Another national channel said in a news program on February 25: "A baby died in Yaroslavl in the line to see a doctor. The parents of the baby girl called the ambulance when the child was having fever. The doctors arrived only an hour later, but they refused to hospitalize the baby. After that, the parents took their daughter to the local polyclinic themselves."
Finally, here is the brief report from a third federal TV channel on February 25: "Several days ago, the parents of a seven-month-old girl noticed that the girl was not feeling well. They called the doctor on duty, who examined the child, but did not find any reasons for hospitalization. The condition of the girl worsened the next day, and the parents called the ambulance. Paramedics decided to take the girl to the nearest polyclinic. The doctors of the polyclinic also called the ambulance to take the baby to the infectious hospital. However, the child was showing no signs of life when the ambulance arrived. The cause of death has not been identified yet."

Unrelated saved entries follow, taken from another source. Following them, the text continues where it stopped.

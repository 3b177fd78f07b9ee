use thiserror::Error;

/// Result type returned by all repository operations.
pub type RepositoryResult<T> = Result<T, RepositoryError>;

/// Errors surfaced by the persistence layer.
#[derive(Debug, Error)]
pub enum RepositoryError {
    /// The requested record does not exist.
    #[error("record not found")]
    NotFound,
    /// Any other database failure.
    #[error("database error: {0}")]
    Database(diesel::result::Error),
    /// The connection pool could not hand out a connection.
    #[error("connection pool error: {0}")]
    Pool(#[from] diesel::r2d2::PoolError),
}

impl From<diesel::result::Error> for RepositoryError {
    fn from(err: diesel::result::Error) -> Self {
        match err {
            diesel::result::Error::NotFound => RepositoryError::NotFound,
            other => RepositoryError::Database(other),
        }
    }
}
use serde::Deserialize;
use thiserror::Error;
use validator::{Validate, ValidationErrors};

use crate::domain::comment::NewComment;

/// Maximum allowed length for a comment body.
const CONTENT_MAX_LEN: usize = 2000;
const CONTENT_MAX_LEN_VALIDATOR: u64 = CONTENT_MAX_LEN as u64;

pub type CommentFormResult<T> = Result<T, CommentFormError>;

/// Errors that can occur while processing comment payloads.
#[derive(Debug, Error)]
pub enum CommentFormError {
    #[error("validation failed: {0}")]
    Validation(#[from] ValidationErrors),
    #[error("content cannot be empty")]
    EmptyContent,
}

/// JSON body accepted when creating a comment.
#[derive(Debug, Deserialize, Validate)]
pub struct CommentForm {
    #[validate(length(min = 1, max = CONTENT_MAX_LEN_VALIDATOR))]
    pub content: String,
}

impl CommentForm {
    /// Validates and sanitizes the payload into a domain `NewComment`.
    pub fn into_new_comment(
        self,
        product_id: i32,
        author_id: i32,
    ) -> CommentFormResult<NewComment> {
        self.validate()?;

        let content = self.content.trim().to_string();
        if content.is_empty() {
            return Err(CommentFormError::EmptyContent);
        }

        Ok(NewComment::new(product_id, author_id, content))
    }
}
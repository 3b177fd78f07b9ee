use chrono::NaiveDateTime;
use diesel::prelude::*;

use crate::domain::comment::{Comment as DomainComment, NewComment as DomainNewComment};

#[derive(Debug, Clone, Identifiable, Queryable, Selectable)]
#[diesel(table_name = crate::schema::comments)]
pub struct Comment {
    pub id: i32,
    pub product_id: i32,
    pub author_id: i32,
    pub content: String,
    pub created_at: NaiveDateTime,
    pub updated_at: NaiveDateTime,
}

#[derive(Insertable)]
#[diesel(table_name = crate::schema::comments)]
pub struct NewComment<'a> {
    pub product_id: i32,
    pub author_id: i32,
    pub content: &'a str,
}

#[derive(Insertable)]
#[diesel(table_name = crate::schema::comment_likes)]
pub struct NewCommentLike {
    pub comment_id: i32,
    pub user_id: i32,
}

impl Comment {
    /// Assemble the domain comment from the row plus its derived fields.
    pub fn into_domain(self, author_email: String, like_count: i64, is_liked: bool) -> DomainComment {
        DomainComment {
            id: self.id,
            product_id: self.product_id,
            author_id: self.author_id,
            author_email,
            content: self.content,
            created_at: self.created_at,
            updated_at: self.updated_at,
            like_count,
            is_liked,
        }
    }
}

impl<'a> From<&'a DomainNewComment> for NewComment<'a> {
    fn from(value: &'a DomainNewComment) -> Self {
        Self {
            product_id: value.product_id,
            author_id: value.author_id,
            content: value.content.as_str(),
        }
    }
}
use chrono::NaiveDateTime;
use serde::{Deserialize, Serialize};

/// Domain representation of a product posting.
#[derive(Debug, Serialize, Deserialize, Clone)]
pub struct Product {
    /// Unique identifier of the product.
    pub id: i32,
    /// Identifier of the authoring user.
    pub author_id: i32,
    /// Email of the authoring user, loaded alongside the record.
    pub author_email: String,
    /// Title shown in listings.
    pub title: String,
    /// Body text of the posting.
    pub content: String,
    /// Number of de-duplicated detail reads. Never decreases.
    pub view_count: i32,
    /// Timestamp for when the product record was created.
    pub created_at: NaiveDateTime,
    /// Timestamp for the last update to the product record.
    pub updated_at: NaiveDateTime,
}

/// Payload required to insert a new product.
#[derive(Debug, Clone)]
pub struct NewProduct {
    /// Identifier of the authoring user.
    pub author_id: i32,
    /// Title shown in listings.
    pub title: String,
    /// Body text of the posting.
    pub content: String,
}

impl NewProduct {
    pub fn new(author_id: i32, title: impl Into<String>, content: impl Into<String>) -> Self {
        Self {
            author_id,
            title: title.into(),
            content: content.into(),
        }
    }
}

/// Patch data applied when updating an existing product.
///
/// `None` fields are left untouched, so the same type serves full and
/// partial updates.
#[derive(Debug, Clone)]
pub struct UpdateProduct {
    /// Optional title update.
    pub title: Option<String>,
    /// Optional content update.
    pub content: Option<String>,
    /// Timestamp captured when the patch was created.
    pub updated_at: NaiveDateTime,
}

impl Default for UpdateProduct {
    fn default() -> Self {
        Self::new()
    }
}

impl UpdateProduct {
    /// Create a new patch object with no changes applied yet.
    pub fn new() -> Self {
        Self {
            title: None,
            content: None,
            updated_at: chrono::Utc::now().naive_utc(),
        }
    }

    /// Update the product title.
    pub fn title(mut self, title: impl Into<String>) -> Self {
        self.title = Some(title.into());
        self
    }

    /// Update the product content.
    pub fn content(mut self, content: impl Into<String>) -> Self {
        self.content = Some(content.into());
        self
    }
}
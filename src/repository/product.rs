use diesel::prelude::*;

use crate::{
    domain::product::{
        NewProduct as DomainNewProduct, Product as DomainProduct,
        UpdateProduct as DomainUpdateProduct,
    },
    models::product::{
        NewProduct as DbNewProduct, Product as DbProduct, UpdateProduct as DbUpdateProduct,
    },
    repository::{
        DieselRepository, ProductReader, ProductWriter, RepositoryError, RepositoryResult,
    },
};

impl ProductReader for DieselRepository {
    fn get_product_by_id(&self, id: i32) -> RepositoryResult<Option<DomainProduct>> {
        use crate::schema::{products, users};

        let mut conn = self.conn()?;
        let row = products::table
            .inner_join(users::table)
            .filter(products::id.eq(id))
            .select((DbProduct::as_select(), users::email))
            .first::<(DbProduct, String)>(&mut conn)
            .optional()?;

        Ok(row.map(Into::into))
    }

    fn list_products(&self) -> RepositoryResult<Vec<DomainProduct>> {
        use crate::schema::{products, users};

        let mut conn = self.conn()?;
        let rows = products::table
            .inner_join(users::table)
            .order(products::created_at.desc())
            .select((DbProduct::as_select(), users::email))
            .load::<(DbProduct, String)>(&mut conn)?;

        Ok(rows.into_iter().map(Into::into).collect())
    }
}

impl ProductWriter for DieselRepository {
    fn create_product(&self, new_product: &DomainNewProduct) -> RepositoryResult<DomainProduct> {
        use crate::schema::{products, users};

        let mut conn = self.conn()?;
        let db_new = DbNewProduct::from(new_product);

        let created = diesel::insert_into(products::table)
            .values(&db_new)
            .get_result::<DbProduct>(&mut conn)?;

        let author_email = users::table
            .filter(users::id.eq(created.author_id))
            .select(users::email)
            .first::<String>(&mut conn)?;

        Ok((created, author_email).into())
    }

    fn update_product(
        &self,
        product_id: i32,
        updates: &DomainUpdateProduct,
    ) -> RepositoryResult<DomainProduct> {
        use crate::schema::{products, users};

        let mut conn = self.conn()?;
        let db_updates = DbUpdateProduct::from(updates);

        let updated = diesel::update(products::table.filter(products::id.eq(product_id)))
            .set(&db_updates)
            .get_result::<DbProduct>(&mut conn)?;

        let author_email = users::table
            .filter(users::id.eq(updated.author_id))
            .select(users::email)
            .first::<String>(&mut conn)?;

        Ok((updated, author_email).into())
    }

    fn delete_product(&self, product_id: i32) -> RepositoryResult<()> {
        use crate::schema::{comment_likes, comments, products};

        let mut conn = self.conn()?;

        // Comments have no standalone delete operation; they go with the
        // parent product, likes first.
        conn.transaction::<_, RepositoryError, _>(|conn| {
            let comment_ids = comments::table
                .filter(comments::product_id.eq(product_id))
                .select(comments::id)
                .load::<i32>(conn)?;

            if !comment_ids.is_empty() {
                diesel::delete(
                    comment_likes::table.filter(comment_likes::comment_id.eq_any(&comment_ids)),
                )
                .execute(conn)?;
                diesel::delete(comments::table.filter(comments::id.eq_any(&comment_ids)))
                    .execute(conn)?;
            }

            let deleted = diesel::delete(products::table.filter(products::id.eq(product_id)))
                .execute(conn)?;
            if deleted == 0 {
                return Err(RepositoryError::NotFound);
            }

            Ok(())
        })
    }

    fn increment_view_count(&self, product_id: i32) -> RepositoryResult<()> {
        use crate::schema::products;

        let mut conn = self.conn()?;

        let updated = diesel::update(products::table.filter(products::id.eq(product_id)))
            .set(products::view_count.eq(products::view_count + 1))
            .execute(&mut conn)?;
        if updated == 0 {
            return Err(RepositoryError::NotFound);
        }

        Ok(())
    }
}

On February 28, a Yaroslavl-based newspaper "Native City" published different pieces of information about the tragic accident. The newspaper refers to officials and eyewitnesses of the tragedy. The paper particularly quoted an official with the Investigation Committee in the Yaroslavl region, Ilya Nazarov:
"On February 23, the seven-month-old girl was having fever and nausea. A district doctor examined the baby and prescribed medications. The fever subsided. When the child started feeling bad again, the mother and the uncle took the baby to Polyclinic No. 5. Doctors took lifesaving efforts, but it was not possible to save the baby. According to preliminary results of the autopsy, the girl had a cardiac defect."
The paper also quoted the uncle of the late baby - the man, who delivered the girl to the polyclinic:
"I came home in the morning, my 25-year-old sister was home. She was panicking, because her daughter, Emilia, was staring at the ceiling, fixedly. The girl had fever...Afterwards, when we came to the polyclinic, the doctors said that I had come to the wrong place. I started shouting at the doctors: "You are doctors! Save the baby!" [...] They began to take efforts ten minutes after our arrival. The ambulance arrived 30 minutes later. The paramedics said that they could use a second chance. They made the baby an injection of something in the heart. I realized that it was adrenalin."
We are analyzing a tragic story which does not have anything sensational to it at all. There are no ER killer doctors, who refused to hospitalize the baby. There is no line of people at the hospital either. There are parents, who rush to save their child, there are nurses, who didn't know what to do at first, because they do not have to rescue dying children every day. There are doctors, who needed ten minutes to estimate the severity of the situation. There is also the ambulance, which always comes late when you need it.
It may sound cynical, but this is a common story. A blogger was right when he wrote that there was nothing special about it. There is no blood, there is no personified evil, which the general public needs so much. "People always need to blame someone, because it is too scary to realize that the world can be brutal per se, that children may fall ill sometimes just because there are illnesses in the world," a blogger wrote.
Indeed, we all realize that there can be tragedies, that there are children who have cancer, there are orphans and disabled children, there are situations from which there is no way out. But it is very typical of human beings to run away and hide from all that.